[Stored items]

──────────────────────────────

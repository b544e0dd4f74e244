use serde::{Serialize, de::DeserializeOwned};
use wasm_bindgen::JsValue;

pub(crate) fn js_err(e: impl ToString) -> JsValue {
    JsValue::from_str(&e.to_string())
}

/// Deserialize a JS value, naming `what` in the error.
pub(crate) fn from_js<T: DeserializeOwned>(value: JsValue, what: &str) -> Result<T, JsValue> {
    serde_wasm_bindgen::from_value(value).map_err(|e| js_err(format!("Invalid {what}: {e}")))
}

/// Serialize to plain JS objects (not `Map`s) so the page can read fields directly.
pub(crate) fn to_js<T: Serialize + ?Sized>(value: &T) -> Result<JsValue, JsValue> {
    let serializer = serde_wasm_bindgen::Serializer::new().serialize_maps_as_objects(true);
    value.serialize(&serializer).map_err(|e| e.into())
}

──────────────────────────────

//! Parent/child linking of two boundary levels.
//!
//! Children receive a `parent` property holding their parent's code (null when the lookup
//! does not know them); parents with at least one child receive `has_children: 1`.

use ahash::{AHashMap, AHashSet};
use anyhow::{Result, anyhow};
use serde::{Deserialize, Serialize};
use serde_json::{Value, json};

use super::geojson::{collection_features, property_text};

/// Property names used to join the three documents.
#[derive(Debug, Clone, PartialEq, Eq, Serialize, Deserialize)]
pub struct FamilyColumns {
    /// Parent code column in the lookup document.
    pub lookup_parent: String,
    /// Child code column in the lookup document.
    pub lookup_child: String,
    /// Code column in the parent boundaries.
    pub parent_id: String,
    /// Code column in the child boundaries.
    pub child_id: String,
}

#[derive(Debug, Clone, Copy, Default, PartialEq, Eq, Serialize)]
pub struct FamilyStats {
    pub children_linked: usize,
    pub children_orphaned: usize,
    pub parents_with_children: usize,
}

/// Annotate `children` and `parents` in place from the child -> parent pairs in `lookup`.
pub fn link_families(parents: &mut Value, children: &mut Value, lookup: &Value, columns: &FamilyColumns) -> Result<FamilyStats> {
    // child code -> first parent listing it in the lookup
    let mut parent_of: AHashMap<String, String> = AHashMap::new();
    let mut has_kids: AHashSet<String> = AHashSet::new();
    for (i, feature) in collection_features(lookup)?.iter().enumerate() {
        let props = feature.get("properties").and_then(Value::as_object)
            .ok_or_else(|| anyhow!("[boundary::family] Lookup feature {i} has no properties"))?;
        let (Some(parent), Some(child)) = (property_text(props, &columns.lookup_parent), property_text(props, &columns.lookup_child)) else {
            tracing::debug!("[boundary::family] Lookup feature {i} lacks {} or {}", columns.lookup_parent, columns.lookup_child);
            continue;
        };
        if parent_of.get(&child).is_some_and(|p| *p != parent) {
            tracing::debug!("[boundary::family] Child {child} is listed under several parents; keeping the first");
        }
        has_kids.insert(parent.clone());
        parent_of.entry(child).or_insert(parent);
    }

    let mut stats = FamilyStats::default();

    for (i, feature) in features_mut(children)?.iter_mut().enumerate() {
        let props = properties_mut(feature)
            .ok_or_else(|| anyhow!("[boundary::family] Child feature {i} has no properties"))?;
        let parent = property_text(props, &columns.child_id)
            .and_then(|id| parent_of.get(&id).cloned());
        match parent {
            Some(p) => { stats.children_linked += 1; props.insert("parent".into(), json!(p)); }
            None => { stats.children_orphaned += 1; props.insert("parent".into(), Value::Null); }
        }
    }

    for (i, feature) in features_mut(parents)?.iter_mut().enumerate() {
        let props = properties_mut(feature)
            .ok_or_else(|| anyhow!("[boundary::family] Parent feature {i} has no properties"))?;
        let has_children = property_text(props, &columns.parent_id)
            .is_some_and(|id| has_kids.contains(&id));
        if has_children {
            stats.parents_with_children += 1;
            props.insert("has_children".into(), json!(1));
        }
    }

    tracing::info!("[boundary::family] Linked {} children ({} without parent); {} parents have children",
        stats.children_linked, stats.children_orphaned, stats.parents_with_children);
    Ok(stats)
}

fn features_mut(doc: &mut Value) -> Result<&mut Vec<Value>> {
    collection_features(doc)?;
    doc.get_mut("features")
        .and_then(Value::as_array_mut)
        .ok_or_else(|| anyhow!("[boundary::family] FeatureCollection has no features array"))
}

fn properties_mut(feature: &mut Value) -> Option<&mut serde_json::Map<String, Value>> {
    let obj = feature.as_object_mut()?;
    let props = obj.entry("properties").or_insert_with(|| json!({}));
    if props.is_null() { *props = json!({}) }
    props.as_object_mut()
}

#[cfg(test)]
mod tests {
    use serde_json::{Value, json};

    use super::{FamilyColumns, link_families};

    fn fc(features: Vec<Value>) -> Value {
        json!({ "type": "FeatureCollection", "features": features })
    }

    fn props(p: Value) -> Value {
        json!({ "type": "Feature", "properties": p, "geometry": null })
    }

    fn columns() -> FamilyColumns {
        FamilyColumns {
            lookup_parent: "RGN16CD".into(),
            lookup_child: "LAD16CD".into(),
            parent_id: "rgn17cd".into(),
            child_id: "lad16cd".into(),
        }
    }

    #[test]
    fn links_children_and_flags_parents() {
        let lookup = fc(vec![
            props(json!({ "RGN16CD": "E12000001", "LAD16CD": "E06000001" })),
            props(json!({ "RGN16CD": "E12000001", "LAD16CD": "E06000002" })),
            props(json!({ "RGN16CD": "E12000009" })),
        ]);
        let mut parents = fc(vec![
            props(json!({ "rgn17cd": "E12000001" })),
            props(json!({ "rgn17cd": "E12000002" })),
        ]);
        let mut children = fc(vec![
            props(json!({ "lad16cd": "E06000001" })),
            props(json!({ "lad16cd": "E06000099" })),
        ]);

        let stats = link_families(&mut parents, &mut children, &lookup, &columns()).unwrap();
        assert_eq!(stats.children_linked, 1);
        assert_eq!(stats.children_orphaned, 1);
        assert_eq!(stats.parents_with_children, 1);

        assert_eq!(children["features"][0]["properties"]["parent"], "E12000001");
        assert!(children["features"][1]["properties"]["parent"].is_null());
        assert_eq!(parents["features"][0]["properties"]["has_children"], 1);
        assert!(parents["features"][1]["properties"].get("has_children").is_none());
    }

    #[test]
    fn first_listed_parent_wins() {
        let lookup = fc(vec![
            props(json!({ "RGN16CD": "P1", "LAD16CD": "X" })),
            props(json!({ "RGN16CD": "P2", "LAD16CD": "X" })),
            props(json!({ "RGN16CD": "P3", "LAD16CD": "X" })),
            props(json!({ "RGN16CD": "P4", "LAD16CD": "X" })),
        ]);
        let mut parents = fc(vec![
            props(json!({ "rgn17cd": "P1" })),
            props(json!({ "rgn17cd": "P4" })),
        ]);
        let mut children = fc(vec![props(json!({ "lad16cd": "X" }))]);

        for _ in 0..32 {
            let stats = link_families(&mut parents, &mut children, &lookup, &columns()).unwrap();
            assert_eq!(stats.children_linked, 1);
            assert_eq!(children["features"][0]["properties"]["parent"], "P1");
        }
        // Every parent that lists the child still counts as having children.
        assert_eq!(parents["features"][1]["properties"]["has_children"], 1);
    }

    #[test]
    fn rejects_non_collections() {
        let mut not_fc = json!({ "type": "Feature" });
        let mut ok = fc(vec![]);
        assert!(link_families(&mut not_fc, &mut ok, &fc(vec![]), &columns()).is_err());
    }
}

──────────────────────────────

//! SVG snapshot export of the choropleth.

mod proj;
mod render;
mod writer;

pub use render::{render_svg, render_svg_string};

──────────────────────────────

(Your objective)
For each line in the entries that contains the string "PartialEq", make a copy.

(Reply to the exercise)
#[derive(Debug, Clone, PartialEq, Eq, Serialize, Deserialize)]
#[derive(Debug, Clone, Copy, Default, PartialEq, Eq, Serialize)]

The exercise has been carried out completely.